Start of EXERCISE MATERIALS

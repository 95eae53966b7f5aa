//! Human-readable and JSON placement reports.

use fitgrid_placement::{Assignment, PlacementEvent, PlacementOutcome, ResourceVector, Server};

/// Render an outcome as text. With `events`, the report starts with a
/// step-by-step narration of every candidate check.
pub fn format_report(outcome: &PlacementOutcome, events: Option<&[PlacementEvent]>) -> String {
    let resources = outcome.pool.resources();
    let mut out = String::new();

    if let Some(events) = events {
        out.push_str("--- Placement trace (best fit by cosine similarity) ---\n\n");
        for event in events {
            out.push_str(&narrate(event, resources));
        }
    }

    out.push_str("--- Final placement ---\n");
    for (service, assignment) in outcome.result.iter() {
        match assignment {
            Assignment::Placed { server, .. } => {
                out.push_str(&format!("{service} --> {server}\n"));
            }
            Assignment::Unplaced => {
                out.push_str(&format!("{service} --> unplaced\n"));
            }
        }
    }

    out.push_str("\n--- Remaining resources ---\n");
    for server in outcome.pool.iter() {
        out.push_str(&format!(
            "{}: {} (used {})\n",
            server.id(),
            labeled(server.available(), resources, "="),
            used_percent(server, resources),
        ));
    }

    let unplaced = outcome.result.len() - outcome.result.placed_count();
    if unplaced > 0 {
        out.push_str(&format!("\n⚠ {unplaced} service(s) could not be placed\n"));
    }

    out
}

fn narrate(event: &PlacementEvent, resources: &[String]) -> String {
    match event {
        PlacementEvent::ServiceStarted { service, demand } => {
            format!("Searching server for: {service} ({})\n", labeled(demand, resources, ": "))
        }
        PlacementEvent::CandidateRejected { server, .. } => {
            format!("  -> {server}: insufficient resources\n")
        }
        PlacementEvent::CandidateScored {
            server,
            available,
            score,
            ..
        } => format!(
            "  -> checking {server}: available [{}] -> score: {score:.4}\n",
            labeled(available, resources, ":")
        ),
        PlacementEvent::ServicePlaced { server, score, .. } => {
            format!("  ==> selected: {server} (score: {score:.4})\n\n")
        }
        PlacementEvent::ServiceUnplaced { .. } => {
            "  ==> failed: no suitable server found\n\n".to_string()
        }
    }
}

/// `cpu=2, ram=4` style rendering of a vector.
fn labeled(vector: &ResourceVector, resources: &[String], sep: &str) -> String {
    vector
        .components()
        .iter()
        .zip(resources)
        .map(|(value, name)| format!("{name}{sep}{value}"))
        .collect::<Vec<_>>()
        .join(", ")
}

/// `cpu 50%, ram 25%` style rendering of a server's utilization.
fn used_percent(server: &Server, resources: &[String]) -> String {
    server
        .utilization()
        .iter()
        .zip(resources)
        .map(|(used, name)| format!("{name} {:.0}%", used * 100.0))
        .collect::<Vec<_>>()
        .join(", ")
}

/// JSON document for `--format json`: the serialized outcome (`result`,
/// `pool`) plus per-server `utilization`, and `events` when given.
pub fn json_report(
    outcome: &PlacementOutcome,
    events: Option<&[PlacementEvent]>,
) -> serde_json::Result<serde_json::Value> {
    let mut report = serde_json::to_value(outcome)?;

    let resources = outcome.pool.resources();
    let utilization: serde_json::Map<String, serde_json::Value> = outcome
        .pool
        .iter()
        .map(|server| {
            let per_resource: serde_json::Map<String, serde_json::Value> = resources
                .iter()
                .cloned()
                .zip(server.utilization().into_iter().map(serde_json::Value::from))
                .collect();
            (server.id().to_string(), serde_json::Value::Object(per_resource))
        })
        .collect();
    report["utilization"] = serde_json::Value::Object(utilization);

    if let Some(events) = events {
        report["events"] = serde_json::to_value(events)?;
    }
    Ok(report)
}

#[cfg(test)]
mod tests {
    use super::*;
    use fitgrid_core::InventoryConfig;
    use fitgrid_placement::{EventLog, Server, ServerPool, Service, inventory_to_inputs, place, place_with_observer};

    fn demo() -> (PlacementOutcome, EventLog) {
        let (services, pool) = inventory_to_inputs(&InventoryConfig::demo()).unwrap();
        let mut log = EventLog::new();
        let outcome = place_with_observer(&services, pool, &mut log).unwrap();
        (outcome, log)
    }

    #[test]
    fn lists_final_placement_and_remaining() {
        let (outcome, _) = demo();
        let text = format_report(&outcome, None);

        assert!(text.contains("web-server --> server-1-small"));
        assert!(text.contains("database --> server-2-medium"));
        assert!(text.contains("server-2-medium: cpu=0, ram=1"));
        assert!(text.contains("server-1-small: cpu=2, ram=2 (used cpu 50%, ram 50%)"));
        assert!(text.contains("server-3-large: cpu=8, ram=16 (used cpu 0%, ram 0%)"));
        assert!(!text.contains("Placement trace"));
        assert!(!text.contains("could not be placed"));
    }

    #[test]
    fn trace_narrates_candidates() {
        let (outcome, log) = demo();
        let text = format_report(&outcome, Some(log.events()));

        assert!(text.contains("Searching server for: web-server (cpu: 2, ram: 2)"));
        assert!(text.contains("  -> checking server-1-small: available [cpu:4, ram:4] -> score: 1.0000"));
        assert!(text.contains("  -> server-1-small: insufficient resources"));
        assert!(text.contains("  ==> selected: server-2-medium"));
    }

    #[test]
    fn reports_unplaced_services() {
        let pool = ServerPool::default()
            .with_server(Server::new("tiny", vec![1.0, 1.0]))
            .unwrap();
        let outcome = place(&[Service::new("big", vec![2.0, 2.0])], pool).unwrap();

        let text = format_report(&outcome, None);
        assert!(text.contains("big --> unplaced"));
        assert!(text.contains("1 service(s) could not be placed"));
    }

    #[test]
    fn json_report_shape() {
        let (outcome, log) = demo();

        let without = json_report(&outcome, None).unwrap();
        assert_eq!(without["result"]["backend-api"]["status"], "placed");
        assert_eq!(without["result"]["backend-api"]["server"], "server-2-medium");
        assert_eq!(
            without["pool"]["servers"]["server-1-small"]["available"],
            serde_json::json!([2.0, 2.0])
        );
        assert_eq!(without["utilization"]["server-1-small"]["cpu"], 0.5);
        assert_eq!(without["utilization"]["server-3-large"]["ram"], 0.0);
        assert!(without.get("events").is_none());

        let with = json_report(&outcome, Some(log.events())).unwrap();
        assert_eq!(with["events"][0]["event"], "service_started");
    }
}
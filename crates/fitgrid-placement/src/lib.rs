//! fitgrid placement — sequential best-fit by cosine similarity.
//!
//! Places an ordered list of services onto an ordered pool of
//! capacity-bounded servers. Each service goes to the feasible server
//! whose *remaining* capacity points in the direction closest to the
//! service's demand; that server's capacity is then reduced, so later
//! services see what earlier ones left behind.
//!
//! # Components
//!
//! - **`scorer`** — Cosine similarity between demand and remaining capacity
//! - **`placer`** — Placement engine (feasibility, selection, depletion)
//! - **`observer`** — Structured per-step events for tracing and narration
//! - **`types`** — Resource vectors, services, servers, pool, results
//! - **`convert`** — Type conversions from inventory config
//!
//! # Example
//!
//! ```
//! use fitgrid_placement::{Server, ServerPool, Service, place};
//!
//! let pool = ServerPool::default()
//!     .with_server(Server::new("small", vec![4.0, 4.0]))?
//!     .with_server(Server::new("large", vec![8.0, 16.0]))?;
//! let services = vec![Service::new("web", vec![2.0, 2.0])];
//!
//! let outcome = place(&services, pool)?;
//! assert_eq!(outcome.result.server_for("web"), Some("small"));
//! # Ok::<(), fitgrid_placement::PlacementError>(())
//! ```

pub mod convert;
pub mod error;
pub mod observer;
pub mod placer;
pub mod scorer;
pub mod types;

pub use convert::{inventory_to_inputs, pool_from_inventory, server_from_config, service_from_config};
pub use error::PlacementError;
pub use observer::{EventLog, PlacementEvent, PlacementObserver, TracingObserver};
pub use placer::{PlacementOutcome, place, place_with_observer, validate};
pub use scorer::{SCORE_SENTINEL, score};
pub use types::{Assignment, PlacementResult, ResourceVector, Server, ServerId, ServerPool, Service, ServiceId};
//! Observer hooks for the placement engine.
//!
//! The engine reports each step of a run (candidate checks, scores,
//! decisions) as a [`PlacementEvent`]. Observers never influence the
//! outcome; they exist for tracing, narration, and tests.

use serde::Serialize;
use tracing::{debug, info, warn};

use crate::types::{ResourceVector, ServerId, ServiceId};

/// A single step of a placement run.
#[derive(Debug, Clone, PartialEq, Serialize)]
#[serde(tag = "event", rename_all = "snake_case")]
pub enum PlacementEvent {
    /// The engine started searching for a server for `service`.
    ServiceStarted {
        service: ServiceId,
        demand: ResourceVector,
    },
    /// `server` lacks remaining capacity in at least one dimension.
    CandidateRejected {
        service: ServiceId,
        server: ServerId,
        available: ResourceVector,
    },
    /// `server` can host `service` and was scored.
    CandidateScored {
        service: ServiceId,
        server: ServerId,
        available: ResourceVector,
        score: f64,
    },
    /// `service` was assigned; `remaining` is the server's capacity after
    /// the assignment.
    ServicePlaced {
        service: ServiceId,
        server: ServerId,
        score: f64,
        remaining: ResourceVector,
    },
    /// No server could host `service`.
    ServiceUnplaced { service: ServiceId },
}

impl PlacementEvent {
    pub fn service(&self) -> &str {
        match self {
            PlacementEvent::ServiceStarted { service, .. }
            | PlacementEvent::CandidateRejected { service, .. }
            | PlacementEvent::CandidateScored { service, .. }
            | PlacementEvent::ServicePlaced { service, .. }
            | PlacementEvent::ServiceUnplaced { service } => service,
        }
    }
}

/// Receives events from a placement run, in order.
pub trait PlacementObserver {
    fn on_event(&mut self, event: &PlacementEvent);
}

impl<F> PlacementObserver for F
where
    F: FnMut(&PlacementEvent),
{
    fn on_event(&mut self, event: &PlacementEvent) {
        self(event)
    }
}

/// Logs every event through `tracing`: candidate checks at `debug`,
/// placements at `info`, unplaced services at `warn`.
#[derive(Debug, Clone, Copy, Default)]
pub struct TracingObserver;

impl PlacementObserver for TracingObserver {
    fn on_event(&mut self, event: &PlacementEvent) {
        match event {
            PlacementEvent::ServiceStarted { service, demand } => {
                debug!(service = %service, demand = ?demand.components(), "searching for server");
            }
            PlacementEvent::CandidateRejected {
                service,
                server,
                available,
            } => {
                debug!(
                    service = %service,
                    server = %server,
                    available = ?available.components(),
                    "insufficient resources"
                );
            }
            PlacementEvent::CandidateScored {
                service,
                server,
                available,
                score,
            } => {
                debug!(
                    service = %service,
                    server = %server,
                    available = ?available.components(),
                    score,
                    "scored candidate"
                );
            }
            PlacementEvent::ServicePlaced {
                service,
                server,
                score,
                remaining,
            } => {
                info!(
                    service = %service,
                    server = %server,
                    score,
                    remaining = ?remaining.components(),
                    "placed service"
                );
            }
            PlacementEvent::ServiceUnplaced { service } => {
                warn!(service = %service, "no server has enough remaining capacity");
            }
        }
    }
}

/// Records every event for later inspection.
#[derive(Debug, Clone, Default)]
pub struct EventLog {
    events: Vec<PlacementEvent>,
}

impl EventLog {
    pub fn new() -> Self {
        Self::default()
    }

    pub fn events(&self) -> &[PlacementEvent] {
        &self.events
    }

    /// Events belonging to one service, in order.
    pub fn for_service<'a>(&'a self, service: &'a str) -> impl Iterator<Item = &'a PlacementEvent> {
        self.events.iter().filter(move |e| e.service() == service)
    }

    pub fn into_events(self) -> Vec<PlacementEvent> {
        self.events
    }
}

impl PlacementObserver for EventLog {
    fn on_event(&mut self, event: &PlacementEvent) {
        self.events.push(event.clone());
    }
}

End of EXERCISE MATERIALS
Start of EXERCISE MATERIALS

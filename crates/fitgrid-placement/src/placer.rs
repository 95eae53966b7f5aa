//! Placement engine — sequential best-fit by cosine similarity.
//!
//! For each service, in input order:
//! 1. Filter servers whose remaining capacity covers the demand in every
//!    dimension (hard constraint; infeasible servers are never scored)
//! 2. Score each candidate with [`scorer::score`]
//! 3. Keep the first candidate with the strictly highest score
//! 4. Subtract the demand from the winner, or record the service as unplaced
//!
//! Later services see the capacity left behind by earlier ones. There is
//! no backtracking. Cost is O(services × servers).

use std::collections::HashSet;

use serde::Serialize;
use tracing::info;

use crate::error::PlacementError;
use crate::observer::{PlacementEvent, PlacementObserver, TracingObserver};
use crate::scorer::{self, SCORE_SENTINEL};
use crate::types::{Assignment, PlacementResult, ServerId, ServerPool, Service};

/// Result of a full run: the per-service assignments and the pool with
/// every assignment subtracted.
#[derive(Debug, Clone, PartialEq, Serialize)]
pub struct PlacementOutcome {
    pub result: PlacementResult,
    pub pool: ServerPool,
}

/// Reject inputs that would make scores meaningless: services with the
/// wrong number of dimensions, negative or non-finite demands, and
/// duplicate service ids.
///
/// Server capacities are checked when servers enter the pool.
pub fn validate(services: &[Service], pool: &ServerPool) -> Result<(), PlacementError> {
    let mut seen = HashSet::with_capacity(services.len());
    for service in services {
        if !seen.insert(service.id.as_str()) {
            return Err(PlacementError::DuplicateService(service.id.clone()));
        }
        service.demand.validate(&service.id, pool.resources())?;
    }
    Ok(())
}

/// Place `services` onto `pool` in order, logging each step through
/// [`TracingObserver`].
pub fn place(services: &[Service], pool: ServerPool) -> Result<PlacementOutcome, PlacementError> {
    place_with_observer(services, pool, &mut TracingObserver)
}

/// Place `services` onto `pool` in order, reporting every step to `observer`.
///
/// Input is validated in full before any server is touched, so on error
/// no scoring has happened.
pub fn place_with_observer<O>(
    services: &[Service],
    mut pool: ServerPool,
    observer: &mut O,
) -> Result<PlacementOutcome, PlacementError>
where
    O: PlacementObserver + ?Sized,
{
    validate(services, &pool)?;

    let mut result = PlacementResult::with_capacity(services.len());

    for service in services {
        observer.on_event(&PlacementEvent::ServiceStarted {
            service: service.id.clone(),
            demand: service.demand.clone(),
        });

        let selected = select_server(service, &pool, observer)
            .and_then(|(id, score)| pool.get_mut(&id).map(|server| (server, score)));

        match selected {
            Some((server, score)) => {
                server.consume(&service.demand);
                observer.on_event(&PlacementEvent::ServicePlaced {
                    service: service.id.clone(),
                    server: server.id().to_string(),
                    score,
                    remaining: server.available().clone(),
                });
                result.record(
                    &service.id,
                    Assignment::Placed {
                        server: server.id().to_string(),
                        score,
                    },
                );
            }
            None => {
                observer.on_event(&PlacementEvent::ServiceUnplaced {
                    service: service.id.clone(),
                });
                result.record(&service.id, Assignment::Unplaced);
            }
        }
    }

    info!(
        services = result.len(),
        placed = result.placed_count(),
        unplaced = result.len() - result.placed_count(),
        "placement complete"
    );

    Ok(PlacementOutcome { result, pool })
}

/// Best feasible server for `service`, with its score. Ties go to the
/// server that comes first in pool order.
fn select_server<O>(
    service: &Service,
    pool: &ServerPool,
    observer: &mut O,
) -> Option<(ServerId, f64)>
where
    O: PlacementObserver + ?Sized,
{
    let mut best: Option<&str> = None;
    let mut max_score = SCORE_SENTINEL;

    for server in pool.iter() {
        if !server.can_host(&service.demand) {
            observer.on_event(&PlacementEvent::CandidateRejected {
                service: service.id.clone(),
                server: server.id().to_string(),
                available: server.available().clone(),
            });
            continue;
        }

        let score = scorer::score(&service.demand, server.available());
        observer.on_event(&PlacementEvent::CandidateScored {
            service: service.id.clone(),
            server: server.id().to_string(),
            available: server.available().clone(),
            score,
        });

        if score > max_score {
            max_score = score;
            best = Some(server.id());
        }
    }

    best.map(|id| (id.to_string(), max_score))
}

End of EXERCISE MATERIALS

WHAT TO DO:
Find the lines in the entries above where "checking" occurs, and copy each of them.

EXERCISE ANSWER:
            "  -> checking {server}: available [{}] -> score: {score:.4}\n",
        assert!(text.contains("  -> checking server-1-small: available [cpu:4, ram:4] -> score: 1.0000"));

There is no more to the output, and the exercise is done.